In terms of a rating breakdown of the reinsurers involved in Kiln's reinsurance programme, 90% are rated "A" or above, with the "A" rated constituting almost 80% of that figure. From an outstanding claims perspective, some £194.8m of the total reinsurers' share of outstanding claims (including reinsurers' IBNR) of £215.6m as at 31 December 2005, lies at the door of the "A" rated or above, a fact which should clearly help allay fears of recoverability issues.

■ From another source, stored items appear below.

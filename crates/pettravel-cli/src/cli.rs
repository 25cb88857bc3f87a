use std::path::PathBuf;

use clap::{Parser, Subcommand, ValueEnum};
use pettravel_client::models::{PetKind, RequirementStatus, TravelPlanStatus, parse_date};
use time::Date;

#[derive(Parser)]
#[command(name = "pettravel")]
#[command(about = "PetTravel CLI: plan trips with your pet from the terminal")]
#[command(version)]
pub struct Cli {
    #[command(subcommand)]
    pub command: Commands,

    /// API base URL (overrides config and API_BASE_URL env var)
    #[arg(long, global = true, env = "API_BASE_URL")]
    pub api_url: Option<String>,

    /// Config profile name
    #[arg(short, long, global = true, env = "PETTRAVEL_PROFILE", default_value = "default")]
    pub profile: String,

    /// Output format
    #[arg(short, long, global = true)]
    pub format: Option<OutputFormat>,

    /// Request timeout in seconds
    #[arg(long, global = true, env = "PETTRAVEL_TIMEOUT")]
    pub timeout: Option<u64>,

    /// Increase log verbosity (-v debug, -vv trace)
    #[arg(short, long, global = true, action = clap::ArgAction::Count)]
    pub verbose: u8,
}

#[derive(Clone, Copy, ValueEnum, Default, PartialEq, Eq)]
pub enum OutputFormat {
    #[default]
    Json,
    Yaml,
    Table,
}

impl OutputFormat {
    pub fn as_str(self) -> &'static str {
        match self {
            Self::Json => "json",
            Self::Yaml => "yaml",
            Self::Table => "table",
        }
    }
}

#[derive(Subcommand)]
pub enum Commands {
    /// Sign in with email and password
    Login(LoginArgs),
    /// Create an account and sign in
    Register(RegisterArgs),
    /// Sign out (remove the stored session)
    Logout,
    /// Show the signed-in user and token status
    Whoami,
    /// Show or update your profile
    Profile(ProfileArgs),
    /// Change or reset your password
    Password(PasswordArgs),
    /// Confirm an email address with the token from the verification mail
    VerifyEmail(VerifyEmailArgs),
    /// Manage pets
    Pets(PetsArgs),
    /// Manage travel plans
    Plans(PlansArgs),
    /// List countries
    Countries,
    /// List pet types
    PetTypes,
    /// Browse the entry requirement catalogue
    Requirements(RequirementsArgs),
    /// Ask the travel assistant and rate its answers
    Queries(QueriesArgs),
    /// Overview of pets, plans and upcoming departures
    Dashboard,
    /// Manage CLI configuration
    Config(ConfigArgs),
}

// --- auth ---

#[derive(clap::Args)]
pub struct LoginArgs {
    /// Account email
    #[arg(short, long)]
    pub email: String,
    /// Password
    #[arg(long, env = "PETTRAVEL_PASSWORD", hide_env_values = true)]
    pub password: String,
}

#[derive(clap::Args)]
pub struct RegisterArgs {
    #[arg(short, long)]
    pub username: String,
    #[arg(short, long)]
    pub email: String,
    #[arg(long, env = "PETTRAVEL_PASSWORD", hide_env_values = true)]
    pub password: String,
    /// Password confirmation (defaults to --password)
    #[arg(long)]
    pub password_confirm: Option<String>,
    #[arg(long)]
    pub first_name: Option<String>,
    #[arg(long)]
    pub last_name: Option<String>,
}

#[derive(clap::Args)]
pub struct ProfileArgs {
    #[command(subcommand)]
    pub command: ProfileCommands,
}

#[derive(Subcommand)]
pub enum ProfileCommands {
    /// Show your profile
    Show,
    /// Update profile fields
    Update(UpdateProfileArgs),
}

#[derive(clap::Args)]
pub struct UpdateProfileArgs {
    #[arg(long)]
    pub first_name: Option<String>,
    #[arg(long)]
    pub last_name: Option<String>,
    #[arg(long)]
    pub email: Option<String>,
}

#[derive(clap::Args)]
pub struct PasswordArgs {
    #[command(subcommand)]
    pub command: PasswordCommands,
}

#[derive(Subcommand)]
pub enum PasswordCommands {
    /// Change the password of the signed-in account
    Change {
        #[arg(long)]
        old: String,
        #[arg(long)]
        new: String,
        /// Confirmation (defaults to --new)
        #[arg(long)]
        confirm: Option<String>,
    },
    /// Request a password reset email
    Reset {
        #[arg(short, long)]
        email: String,
    },
    /// Set a new password with a reset token
    Confirm {
        #[arg(long)]
        token: String,
        #[arg(long)]
        password: String,
        /// Confirmation (defaults to --password)
        #[arg(long)]
        confirm: Option<String>,
    },
}

#[derive(clap::Args)]
pub struct VerifyEmailArgs {
    /// Verification token
    pub token: String,
}

// --- pets ---

#[derive(clap::Args)]
pub struct PetsArgs {
    #[command(subcommand)]
    pub command: PetsCommands,
}

#[derive(Subcommand)]
pub enum PetsCommands {
    /// List your pets
    List,
    /// Show one pet
    Get { id: u64 },
    /// Add a pet
    Create(PetFields),
    /// Update a pet
    Update {
        id: u64,
        #[command(flatten)]
        fields: PetUpdateFields,
    },
    /// Remove a pet
    Delete { id: u64 },
}

#[derive(clap::Args)]
pub struct PetFields {
    #[arg(long)]
    pub name: String,
    /// dog, cat, ferret, bird or other
    #[arg(long = "type", value_parser = parse_pet_kind)]
    pub kind: PetKind,
    #[arg(long)]
    pub breed: Option<String>,
    /// Age in years
    #[arg(long)]
    pub age: Option<u32>,
    /// Weight in kg
    #[arg(long)]
    pub weight: Option<f64>,
    #[arg(long)]
    pub microchip: Option<String>,
    #[arg(long)]
    pub vaccination_status: Option<String>,
}

#[derive(clap::Args)]
pub struct PetUpdateFields {
    #[arg(long)]
    pub name: Option<String>,
    #[arg(long = "type", value_parser = parse_pet_kind)]
    pub kind: Option<PetKind>,
    #[arg(long)]
    pub breed: Option<String>,
    #[arg(long)]
    pub age: Option<u32>,
    #[arg(long)]
    pub weight: Option<f64>,
    #[arg(long)]
    pub microchip: Option<String>,
    #[arg(long)]
    pub vaccination_status: Option<String>,
}

// --- plans ---

#[derive(clap::Args)]
pub struct PlansArgs {
    #[command(subcommand)]
    pub command: PlansCommands,
}

#[derive(Subcommand)]
pub enum PlansCommands {
    /// List travel plans
    List {
        #[arg(long, value_parser = parse_plan_status)]
        status: Option<TravelPlanStatus>,
        /// Only plans that have not departed yet
        #[arg(long)]
        upcoming: bool,
    },
    /// Show one plan
    Get { id: u64 },
    /// Create a plan
    Create(PlanFields),
    /// Update a plan
    Update {
        id: u64,
        #[command(flatten)]
        fields: PlanUpdateFields,
    },
    /// Delete a plan
    Delete { id: u64 },
    /// Show the requirements of a plan with their urgency
    Requirements { id: u64 },
    /// Set the status of one requirement of a plan
    UpdateRequirement {
        /// Plan id
        plan_id: u64,
        /// Requirement id
        requirement_id: u64,
        /// not_started, in_progress, completed or not_applicable
        #[arg(long, value_parser = parse_requirement_status)]
        status: RequirementStatus,
        #[arg(long)]
        notes: Option<String>,
        /// Completion date (YYYY-MM-DD)
        #[arg(long, value_parser = parse_date_arg)]
        completed_on: Option<Date>,
    },
    /// Upload a proof document for one requirement of a plan
    UploadProof {
        plan_id: u64,
        requirement_id: u64,
        /// File to upload
        file: PathBuf,
        /// MIME type (guessed from the extension when omitted)
        #[arg(long)]
        content_type: Option<String>,
    },
}

#[derive(clap::Args)]
pub struct PlanFields {
    #[arg(long)]
    pub name: String,
    /// Pet id
    #[arg(long)]
    pub pet: u64,
    /// Origin country id
    #[arg(long)]
    pub from: u64,
    /// Destination country id
    #[arg(long)]
    pub to: u64,
    /// Departure date (YYYY-MM-DD)
    #[arg(long, value_parser = parse_date_arg)]
    pub departure: Date,
    /// Return date (YYYY-MM-DD)
    #[arg(long = "return", value_parser = parse_date_arg)]
    pub return_date: Option<Date>,
    #[arg(long)]
    pub notes: Option<String>,
}

#[derive(clap::Args)]
pub struct PlanUpdateFields {
    #[arg(long)]
    pub name: Option<String>,
    #[arg(long)]
    pub pet: Option<u64>,
    #[arg(long)]
    pub from: Option<u64>,
    #[arg(long)]
    pub to: Option<u64>,
    #[arg(long, value_parser = parse_date_arg)]
    pub departure: Option<Date>,
    #[arg(long = "return", value_parser = parse_date_arg)]
    pub return_date: Option<Date>,
    #[arg(long, value_parser = parse_plan_status)]
    pub status: Option<TravelPlanStatus>,
    #[arg(long)]
    pub notes: Option<String>,
}

// --- catalogue ---

#[derive(clap::Args)]
pub struct RequirementsArgs {
    #[command(subcommand)]
    pub command: RequirementsCommands,
}

#[derive(Subcommand)]
pub enum RequirementsCommands {
    /// List requirements, optionally filtered
    List {
        /// Country id
        #[arg(long)]
        country: Option<u64>,
        /// Pet type id
        #[arg(long)]
        pet_type: Option<u64>,
        /// Only mandatory (true) or optional (false) requirements
        #[arg(long)]
        mandatory: Option<bool>,
    },
    /// Show one requirement
    Get { id: u64 },
}

#[derive(clap::Args)]
pub struct QueriesArgs {
    #[command(subcommand)]
    pub command: QueriesCommands,
}

#[derive(Subcommand)]
pub enum QueriesCommands {
    /// List your previous questions
    List,
    /// Ask a question
    Ask {
        /// Origin country id
        #[arg(long)]
        from: u64,
        /// Destination country id
        #[arg(long)]
        to: u64,
        /// Pet type id
        #[arg(long)]
        pet_type: u64,
        /// The question
        question: String,
        /// Continue an earlier conversation
        #[arg(long)]
        conversation: Option<String>,
    },
    /// Rate an answer from 1 to 5
    Feedback {
        id: u64,
        #[arg(long, value_parser = clap::value_parser!(u8).range(1..=5))]
        rating: u8,
        #[arg(long)]
        comments: Option<String>,
    },
}

// --- config ---

#[derive(clap::Args)]
pub struct ConfigArgs {
    #[command(subcommand)]
    pub command: ConfigCommands,
}

#[derive(Subcommand)]
pub enum ConfigCommands {
    /// Show current config
    Show,
    /// Set config value
    Set(ConfigSetArgs),
}

#[derive(clap::Args)]
pub struct ConfigSetArgs {
    /// Key to set (api_url, format, timeout)
    pub key: String,
    /// Value
    pub value: String,
}

fn parse_pet_kind(s: &str) -> Result<PetKind, String> {
    s.parse()
}

fn parse_plan_status(s: &str) -> Result<TravelPlanStatus, String> {
    s.parse()
}

fn parse_requirement_status(s: &str) -> Result<RequirementStatus, String> {
    s.parse()
}

fn parse_date_arg(s: &str) -> Result<Date, String> {
    parse_date(s).map_err(|e| format!("expected YYYY-MM-DD: {e}"))
}

#[cfg(test)]
mod tests {
    use super::*;
    use clap::CommandFactory;

    #[test]
    fn test_cli_definition_is_valid() {
        Cli::command().debug_assert();
    }

    #[test]
    fn test_parse_plan_create() {
        let cli = Cli::try_parse_from([
            "pettravel",
            "plans",
            "create",
            "--name",
            "Lisbon",
            "--pet",
            "1",
            "--from",
            "10",
            "--to",
            "20",
            "--departure",
            "2030-07-01",
        ])
        .unwrap();
        let Commands::Plans(PlansArgs {
            command: PlansCommands::Create(fields),
        }) = cli.command
        else {
            panic!("expected plans create");
        };
        assert_eq!(fields.departure, time::macros::date!(2030 - 07 - 01));
        assert_eq!(fields.return_date, None);
    }

    #[test]
    fn test_rejects_bad_values() {
        assert!(Cli::try_parse_from(["pettravel", "pets", "create", "--name", "X", "--type", "dragon"]).is_err());
        assert!(Cli::try_parse_from(["pettravel", "queries", "feedback", "1", "--rating", "6"]).is_err());
    }
}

"In terms of our reinsurance recoverables," adds Creasy, "we are less concerned than many, because we have always followed a strategy at Kiln of making sure that we can collateralise our recoveries at a very early stage in the event of a major loss. We did that following the World Trade Center and we did it for Katrina." While he points out that this is not something which Kiln does "as a matter of course", it does make recoverables much more secure in times of a major loss.
Return to form
Over the last 24 months, a period which has seen the industry experience five of the eight worst natural catastrophes ever, Kiln has managed to achieve a weighted average return on equity of 12%. However, Creasy is adamant that the low return on equity achieved in 2005 of 4.3% will not be repeated in 2006. "Producing low returns for Kiln shareholders is not acceptable," Edward Creasy wrote in his chief executive officer's report, "unless the immediate future presents us with opportunities to make good the shortfall." While, as previously mentioned, 2006's storm season forecasts could prove troublesome, Kiln is confident that it currently stands in a choice position to avail of the opportunities afforded by the developing rate environment this year and beyond.
- Nigel Allen is editor of Global Reinsurance.

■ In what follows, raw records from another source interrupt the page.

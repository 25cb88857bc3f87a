use super::{PetTravelClient, json_body};
use crate::ApiResult;
use crate::endpoints::Endpoint;
use crate::executor::{FilePart, MultipartForm, RequestBody};
use crate::models::{
    CreateTravelPlanRequest, PlanFilter, PlanRequirement, PlanRequirements, ProofUpload,
    TravelPlan, TravelRequirement, UpdatePlanRequirementRequest, UpdateTravelPlanRequest,
};

/// Multipart field carrying the proof file.
const PROOF_FIELD: &str = "proof_document";

impl PetTravelClient {
    pub async fn travel_plans(&self, filter: PlanFilter) -> ApiResult<Vec<TravelPlan>> {
        self.query_list(Endpoint::TravelPlans(filter)).await
    }

    pub async fn travel_plan(&self, id: u64) -> ApiResult<TravelPlan> {
        self.query(Endpoint::TravelPlan(id)).await
    }

    pub async fn create_travel_plan(
        &self,
        request: &CreateTravelPlanRequest,
    ) -> ApiResult<TravelPlan> {
        self.mutate_json(Endpoint::CreateTravelPlan, request).await
    }

    pub async fn update_travel_plan(
        &self,
        id: u64,
        request: &UpdateTravelPlanRequest,
    ) -> ApiResult<TravelPlan> {
        self.mutate_json(Endpoint::UpdateTravelPlan(id), request)
            .await
    }

    pub async fn delete_travel_plan(&self, id: u64) -> ApiResult<()> {
        self.mutate_unit(Endpoint::DeleteTravelPlan(id)).await
    }

    /// Every catalogue requirement of the plan's destination and pet type,
    /// with the plan's progress on each.
    pub async fn plan_requirements(&self, plan_id: u64) -> ApiResult<Vec<PlanRequirement>> {
        let detail: PlanRequirements = self.query(Endpoint::PlanRequirements(plan_id)).await?;
        Ok(detail.requirements)
    }

    pub async fn update_plan_requirement(
        &self,
        plan_id: u64,
        request: &UpdatePlanRequirementRequest,
    ) -> ApiResult<TravelRequirement> {
        self.mutate(
            Endpoint::UpdatePlanRequirement(plan_id),
            Some(json_body(request)?),
        )
        .await
    }

    /// Uploads a proof document for one requirement of a plan.
    pub async fn upload_requirement_proof(
        &self,
        plan_id: u64,
        upload: ProofUpload,
    ) -> ApiResult<TravelRequirement> {
        let form = MultipartForm::new()
            .text("requirement_id", upload.requirement_id.to_string())
            .file(FilePart {
                name: PROOF_FIELD.to_string(),
                file_name: upload.file_name,
                content_type: upload.content_type,
                bytes: upload.bytes,
            });
        self.mutate(
            Endpoint::UploadProof(plan_id),
            Some(RequestBody::Multipart(form)),
        )
        .await
    }
}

Kiln Edward Creasy, chief executive officer
Edward Creasy began his career in 1978 as a political risk broker for Investment Insurance International (Managers) Limited, part of Hogg Robinson, a company which pioneered the development of political risk as a commercial insurance product. In 1982, he moved to Cassidy Davis Underwriting, first as deputy underwriter of Syndicate 582. He progressed to be director of underwriting in 1992, and was managing director from 1993 until 1998, when the company was sold to the St Paul. He retained the role of MD of Cassidy Davis, and was chief operating officer for St Paul at Lloyd's until the end of 1999.
Creasy joined the Kiln group in January 2000 as managing director and director of underwriting of managing agency RJ Kiln & Co Limited, and a director of Kiln plc. He was appointed chief executive officer of Kiln in July 2001. He is also a director of the Lloyd's Franchise Board and of the London Market Association.